Since the general election in February, we've been living in a political fantasy land, designed by and built in honour of Mr Kenny. We could have a stable government, albeit a reactionary one, but that would be against the long-term interests of the major parties.

In 2011, Fine Gael got the votes of those disgusted by Fianna Fail, their banker friends and their builder buddies.

In 2016, disgusted by the endless austerity, the more desperate of such voters went back to Fianna Fail, most went all over the place.

Some to Sinn Fein, some to the left-wing parties, many to Independents.

The arithmetic of the election results was simple. Only a coalition of Fine Gael and Fianna Fail could provide a stable government. It would be a grim right-wing government, but that's what the arithmetic said, and there was no unbridgeable gap in policy.

The two parties, though, insist on maintaining the old civil war enmities. Besides, Enda Kenny desperately wanted to be Taoiseach again, the first Fine Gael Taoiseach to be re-elected at the head of a Fine Gael-led government.

There was an even more pressing reason to avoid a straightforward coalition. Throughout the history of the State, the division has been between two right-wing parties. Each might embrace populist policies, lurch to the centre occasionally, but mostly it was about who would best manage the same policies.

If FF and FG joined in formal coalition, sitting on the same side of the Dail, the future choice would be between them and an opposition on their left.

Such a coalition would be a stable government, but at the price of having to abandon the old mock fights. It would risk conceding credibility to Sinn Fein and the left-wing parties.

Desperate to avoid this, Kenny cobbled together a makeshift, unstable coalition with Independents to form a minority government. Fianna Fail is a semi-detached part of that coalition, while still dominating the opposition benches.

So, we get an unstable government that might collapse at any time.

And a cabinet that last week bought itself time by ditching the principle of collective responsibility, and to hell with the Constitution.

Enda keeps inventing mechanisms to put off decisions until this collapsible government is in office long enough not to look like a historical joke - at which point he can credibly quit.

FF denounces the government, then votes with it - even when it's voting down something that was a redline issue a few months back.

Daily, the air is filled with anguished cries as John Halligan wrestles with his conscience. (Small tip, John: do one thing, or the other. Don't tell us about your anguish. It's embarrassing.)

I wish I could read journalist Shane Ross making mincemeat of Minister Shane Ross.

Meanwhile, Enda last week appointed James Reilly deputy leader of Fine Gael, because he felt a bit guilty about the way he'd treated him.
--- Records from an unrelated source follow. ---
// src/services/extractor.rs

//! Record extraction from organization detail pages.
//!
//! Each field has an ordered list of rules and the first rule that yields a
//! value wins. Rules never fail: a field with no match stays empty and the
//! remaining fields are still extracted.

use regex::{Regex, RegexBuilder};
use scraper::{Html, Selector};

use crate::error::Result;
use crate::models::{ExtractionConfig, OrganizationRecord, SiteConfig, parse_selector};
use crate::utils::{get_domain, host_matches, normalize_whitespace};

/// Turns a rendered detail page into an [`OrganizationRecord`].
pub struct RecordExtractor {
    name_selectors: Vec<Selector>,
    website_selector: Selector,
    email_pattern: Regex,
    phone_patterns: Vec<Regex>,
    address_patterns: Vec<Regex>,
    person_patterns: Vec<Regex>,
    email_blocked_markers: Vec<String>,
    email_generic_locals: Vec<String>,
    social_domains: Vec<String>,
    site_domain: String,
    brand_names: Vec<String>,
}

impl RecordExtractor {
    /// Compile the configured selectors and patterns.
    pub fn new(config: &ExtractionConfig, site: &SiteConfig) -> Result<Self> {
        let name_selectors = config
            .name_selectors
            .iter()
            .map(|s| parse_selector(s))
            .collect::<Result<Vec<_>>>()?;
        Ok(Self {
            name_selectors,
            website_selector: parse_selector(&config.website_selector)?,
            email_pattern: Regex::new(&config.email_pattern)?,
            phone_patterns: compile_all(&config.phone_patterns, false)?,
            address_patterns: compile_all(&config.address_patterns, true)?,
            person_patterns: compile_all(&config.person_patterns, false)?,
            email_blocked_markers: lowercase_all(&config.email_blocked_markers),
            email_generic_locals: lowercase_all(&config.email_generic_locals),
            social_domains: lowercase_all(&config.social_domains),
            site_domain: site.domain.to_lowercase(),
            brand_names: site.brand_names.clone(),
        })
    }

    /// Parse `page_html` and extract a record from it.
    pub fn extract_html(&self, page_html: &str, source_url: &str) -> OrganizationRecord {
        let document = Html::parse_document(page_html);
        self.extract(page_html, &document, source_url)
    }

    /// Extract a record from a page's source text and its parsed DOM.
    ///
    /// Text rules (email, phone, address, person) scan `page_html`; element
    /// rules (name, website) query `document`.
    pub fn extract(
        &self,
        page_html: &str,
        document: &Html,
        source_url: &str,
    ) -> OrganizationRecord {
        let mut record = OrganizationRecord::new(source_url);

        if let Some(name) = self.extract_name(document) {
            record.name = name;
        }
        if let Some(email) = self.extract_email(page_html) {
            record.email = email;
        }
        if let Some(phone) = first_match(&self.phone_patterns, page_html) {
            record.phone = phone;
        }
        if let Some(website) = self.extract_website(document) {
            record.website = website;
        }
        if let Some(address) = first_match(&self.address_patterns, page_html) {
            record.address = address;
        }
        if let Some((first, last)) = self.extract_person(page_html) {
            record.contact_first_name = first;
            record.contact_last_name = last;
        }

        record
    }

    fn extract_name(&self, document: &Html) -> Option<String> {
        self.name_selectors.iter().find_map(|selector| {
            let element = document.select(selector).next()?;
            let text = normalize_whitespace(&element.text().collect::<String>());
            let is_brand = self
                .brand_names
                .iter()
                .any(|brand| brand.eq_ignore_ascii_case(&text));
            (!text.is_empty() && !is_brand).then_some(text)
        })
    }

    fn extract_email(&self, text: &str) -> Option<String> {
        let candidates: Vec<&str> = self
            .email_pattern
            .find_iter(text)
            .map(|m| m.as_str())
            .collect();

        candidates
            .iter()
            .find(|email| !self.is_system_email(email))
            .or_else(|| candidates.first())
            .map(|email| email.to_string())
    }

    fn is_system_email(&self, email: &str) -> bool {
        let lower = email.to_lowercase();
        if self
            .email_blocked_markers
            .iter()
            .any(|marker| lower.contains(marker.as_str()))
        {
            return true;
        }

        let Some((local, domain)) = lower.split_once('@') else {
            return false;
        };
        host_matches(domain, &self.site_domain)
            && self.email_generic_locals.iter().any(|l| l == local)
    }

    fn extract_website(&self, document: &Html) -> Option<String> {
        document
            .select(&self.website_selector)
            .filter_map(|a| a.value().attr("href"))
            .map(str::trim)
            .find(|href| self.is_external(href))
            .map(str::to_string)
    }

    fn is_external(&self, href: &str) -> bool {
        let Some(host) = get_domain(href) else {
            return false;
        };
        !host_matches(&host, &self.site_domain)
            && !self
                .social_domains
                .iter()
                .any(|social| host_matches(&host, social))
    }

    fn extract_person(&self, text: &str) -> Option<(String, String)> {
        let full_name = self.person_patterns.iter().find_map(|pattern| {
            pattern
                .captures(text)
                .and_then(|caps| caps.get(1))
                .map(|m| m.as_str().trim().to_string())
        })?;

        let (first, last) = full_name.split_once(char::is_whitespace)?;
        Some((first.to_string(), last.trim().to_string()))
    }
}

fn compile_all(patterns: &[String], case_insensitive: bool) -> Result<Vec<Regex>> {
    patterns
        .iter()
        .map(|p| {
            RegexBuilder::new(p)
                .case_insensitive(case_insensitive)
                .build()
                .map_err(Into::into)
        })
        .collect()
}

/// First match of the first pattern that matches anywhere in `text`.
fn first_match(patterns: &[Regex], text: &str) -> Option<String> {
    patterns
        .iter()
        .find_map(|pattern| pattern.find(text))
        .map(|m| m.as_str().trim().to_string())
}

fn lowercase_all(values: &[String]) -> Vec<String> {
    values.iter().map(|v| v.to_lowercase()).collect()
}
James says he's delighted, because he gets to travel around the country, talking to Fine Gaelers.

Jesus, lads, deputy leader of Fine Gael - you have no idea the number of backsides most of us would kiss, the number of kittens we'd strangle, to get out of being saddled with such a terrible fate.

Katherine Zappone - well, words fail me.

And Frances Fitzgerald last week referred to Joe Biden as "my counterpart". It seems that as Tanaiste she's vice-president to Enda Obama.

From time to time, there's a crack in the facade and we get a glimpse of the fantasy world in which these people see themselves.

All of this is facilitated by a political press gang that cannot imagine change that goes beyond the political Lego kit made of FF, FG, Labour and Others. In the months during which Enda was putting together his collapsible government, the political media tried to envisage something new, and failed, falling into reveries about the fictional Borgen. Politics as a TV box set.

Outside the Dail, Joe O'Toole was appointed to head the body designed to delay a decision on the water charges scandal. He promptly mouthed off, attacking those against water charges. Simon Coveney, who appointed him, accused O'Toole of being - get this - "overly forthright".

Simon seems to believe that being forthright -meaning, frank, honest, sincere - has no place in Irish politics.

O'Toole noted that his job was "a political exercise" designed to "resolve a problem which has emerged from the democratic process".

Admirably frank, Joe.

Joe explained said that "people voted a certain way", (against water charges). And "Leinster House is not prepared to grasp that particular nettle, so we (his commission) have to find a solution that will have enough sugar on it to make the medicine go down easily".

Sweeten the water charges nettle to get the mugs to swallow it. A lovely image, Joe.

O'Toole's words came from his understanding of the job, as conveyed to him by Simon Coveney. I wonder how Simon explained the job to Joe's replacement, Kevin Duffy?

So, the Government spins in circles until Enda figures he's been Taoiseach long enough to make his record bid legit. All the while hoping that it doesn't collapse, by accident or design.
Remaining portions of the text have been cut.